- [TASK GOAL]
Identify each line below that contains the word "warn", and copy it out.

-------- ENTRIES PROVIDED

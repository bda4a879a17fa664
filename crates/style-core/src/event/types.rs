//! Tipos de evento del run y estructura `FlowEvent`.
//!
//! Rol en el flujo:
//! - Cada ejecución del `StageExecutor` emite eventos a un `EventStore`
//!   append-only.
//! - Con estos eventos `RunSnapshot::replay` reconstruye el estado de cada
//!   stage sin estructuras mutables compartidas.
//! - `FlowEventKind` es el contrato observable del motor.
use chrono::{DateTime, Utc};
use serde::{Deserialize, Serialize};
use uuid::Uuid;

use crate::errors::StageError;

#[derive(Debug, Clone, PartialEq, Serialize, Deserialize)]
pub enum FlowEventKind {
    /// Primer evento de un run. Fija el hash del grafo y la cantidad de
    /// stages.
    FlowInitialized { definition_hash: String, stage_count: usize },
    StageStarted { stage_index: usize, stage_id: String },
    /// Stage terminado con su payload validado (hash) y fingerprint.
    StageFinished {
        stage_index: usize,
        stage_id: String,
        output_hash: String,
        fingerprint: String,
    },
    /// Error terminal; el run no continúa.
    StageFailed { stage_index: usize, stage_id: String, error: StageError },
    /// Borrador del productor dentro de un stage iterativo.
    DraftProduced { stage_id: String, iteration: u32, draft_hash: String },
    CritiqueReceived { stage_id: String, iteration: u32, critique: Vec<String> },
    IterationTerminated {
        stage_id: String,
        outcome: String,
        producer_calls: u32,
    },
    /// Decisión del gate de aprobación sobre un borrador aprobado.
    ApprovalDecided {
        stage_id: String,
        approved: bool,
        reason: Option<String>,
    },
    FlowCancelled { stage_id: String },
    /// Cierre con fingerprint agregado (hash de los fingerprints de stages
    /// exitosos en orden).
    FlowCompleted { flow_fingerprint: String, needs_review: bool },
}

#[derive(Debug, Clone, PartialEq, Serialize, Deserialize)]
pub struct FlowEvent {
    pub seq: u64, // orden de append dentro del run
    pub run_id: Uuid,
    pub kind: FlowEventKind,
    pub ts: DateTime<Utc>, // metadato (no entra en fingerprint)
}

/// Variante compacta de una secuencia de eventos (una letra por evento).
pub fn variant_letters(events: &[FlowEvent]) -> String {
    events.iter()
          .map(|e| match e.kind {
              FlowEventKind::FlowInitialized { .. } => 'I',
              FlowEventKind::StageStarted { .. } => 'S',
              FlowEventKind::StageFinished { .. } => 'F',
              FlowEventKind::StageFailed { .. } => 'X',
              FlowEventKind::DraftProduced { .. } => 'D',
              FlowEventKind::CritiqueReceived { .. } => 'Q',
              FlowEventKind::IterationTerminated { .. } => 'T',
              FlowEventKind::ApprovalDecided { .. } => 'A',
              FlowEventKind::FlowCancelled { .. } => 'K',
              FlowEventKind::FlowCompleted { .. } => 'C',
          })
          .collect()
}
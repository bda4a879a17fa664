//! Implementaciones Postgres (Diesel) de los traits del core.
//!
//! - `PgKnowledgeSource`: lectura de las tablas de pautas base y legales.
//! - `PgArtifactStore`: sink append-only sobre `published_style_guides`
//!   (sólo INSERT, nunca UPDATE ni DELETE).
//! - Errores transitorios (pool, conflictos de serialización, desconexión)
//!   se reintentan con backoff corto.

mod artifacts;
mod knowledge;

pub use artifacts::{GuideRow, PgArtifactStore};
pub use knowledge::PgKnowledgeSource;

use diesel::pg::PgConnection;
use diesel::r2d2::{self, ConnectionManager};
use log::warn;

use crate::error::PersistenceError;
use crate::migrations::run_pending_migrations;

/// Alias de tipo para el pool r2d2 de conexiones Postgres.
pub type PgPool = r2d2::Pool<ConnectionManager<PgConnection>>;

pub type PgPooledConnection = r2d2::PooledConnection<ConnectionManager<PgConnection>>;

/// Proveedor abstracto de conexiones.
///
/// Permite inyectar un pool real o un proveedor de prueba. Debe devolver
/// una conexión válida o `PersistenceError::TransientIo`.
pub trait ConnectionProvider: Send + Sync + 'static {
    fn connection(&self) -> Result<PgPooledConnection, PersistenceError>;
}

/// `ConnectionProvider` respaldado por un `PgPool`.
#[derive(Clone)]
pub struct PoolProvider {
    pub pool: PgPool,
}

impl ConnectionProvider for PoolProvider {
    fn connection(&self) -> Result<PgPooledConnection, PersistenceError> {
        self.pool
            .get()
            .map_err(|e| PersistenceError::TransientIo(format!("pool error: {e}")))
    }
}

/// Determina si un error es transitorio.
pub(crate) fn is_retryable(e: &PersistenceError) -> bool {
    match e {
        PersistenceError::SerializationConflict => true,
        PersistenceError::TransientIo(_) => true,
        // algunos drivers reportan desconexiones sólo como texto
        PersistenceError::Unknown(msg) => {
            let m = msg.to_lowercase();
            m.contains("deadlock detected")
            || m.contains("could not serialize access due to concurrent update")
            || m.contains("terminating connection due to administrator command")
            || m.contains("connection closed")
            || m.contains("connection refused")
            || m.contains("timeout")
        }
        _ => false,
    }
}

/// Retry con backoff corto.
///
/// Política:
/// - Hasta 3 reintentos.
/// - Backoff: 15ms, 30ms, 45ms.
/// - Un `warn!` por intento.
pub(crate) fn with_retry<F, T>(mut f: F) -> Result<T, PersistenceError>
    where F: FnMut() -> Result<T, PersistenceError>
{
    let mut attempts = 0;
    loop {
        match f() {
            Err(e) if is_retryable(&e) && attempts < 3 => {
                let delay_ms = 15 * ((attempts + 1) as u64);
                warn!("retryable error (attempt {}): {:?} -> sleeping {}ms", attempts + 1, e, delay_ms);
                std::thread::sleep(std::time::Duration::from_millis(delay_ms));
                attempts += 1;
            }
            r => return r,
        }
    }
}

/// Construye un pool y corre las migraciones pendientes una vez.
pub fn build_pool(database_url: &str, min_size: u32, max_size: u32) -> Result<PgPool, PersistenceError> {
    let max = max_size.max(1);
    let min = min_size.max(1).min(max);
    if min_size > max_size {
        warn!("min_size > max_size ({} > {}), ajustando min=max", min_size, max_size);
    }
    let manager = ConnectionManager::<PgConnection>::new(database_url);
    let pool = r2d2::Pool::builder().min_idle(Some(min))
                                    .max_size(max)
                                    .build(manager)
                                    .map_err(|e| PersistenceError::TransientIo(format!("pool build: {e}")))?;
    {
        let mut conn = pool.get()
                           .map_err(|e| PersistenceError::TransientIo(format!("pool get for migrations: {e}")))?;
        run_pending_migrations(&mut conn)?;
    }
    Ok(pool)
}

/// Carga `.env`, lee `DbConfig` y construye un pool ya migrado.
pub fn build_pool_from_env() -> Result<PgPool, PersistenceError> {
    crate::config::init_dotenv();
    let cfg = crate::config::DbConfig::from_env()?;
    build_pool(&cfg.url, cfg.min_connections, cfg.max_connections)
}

----------------

- [FINISHED TASK]
use log::warn;
/// - Un `warn!` por intento.
                warn!("retryable error (attempt {}): {:?} -> sleeping {}ms", attempts + 1, e, delay_ms);
        warn!("min_size > max_size ({} > {}), ajustando min=max", min_size, max_size);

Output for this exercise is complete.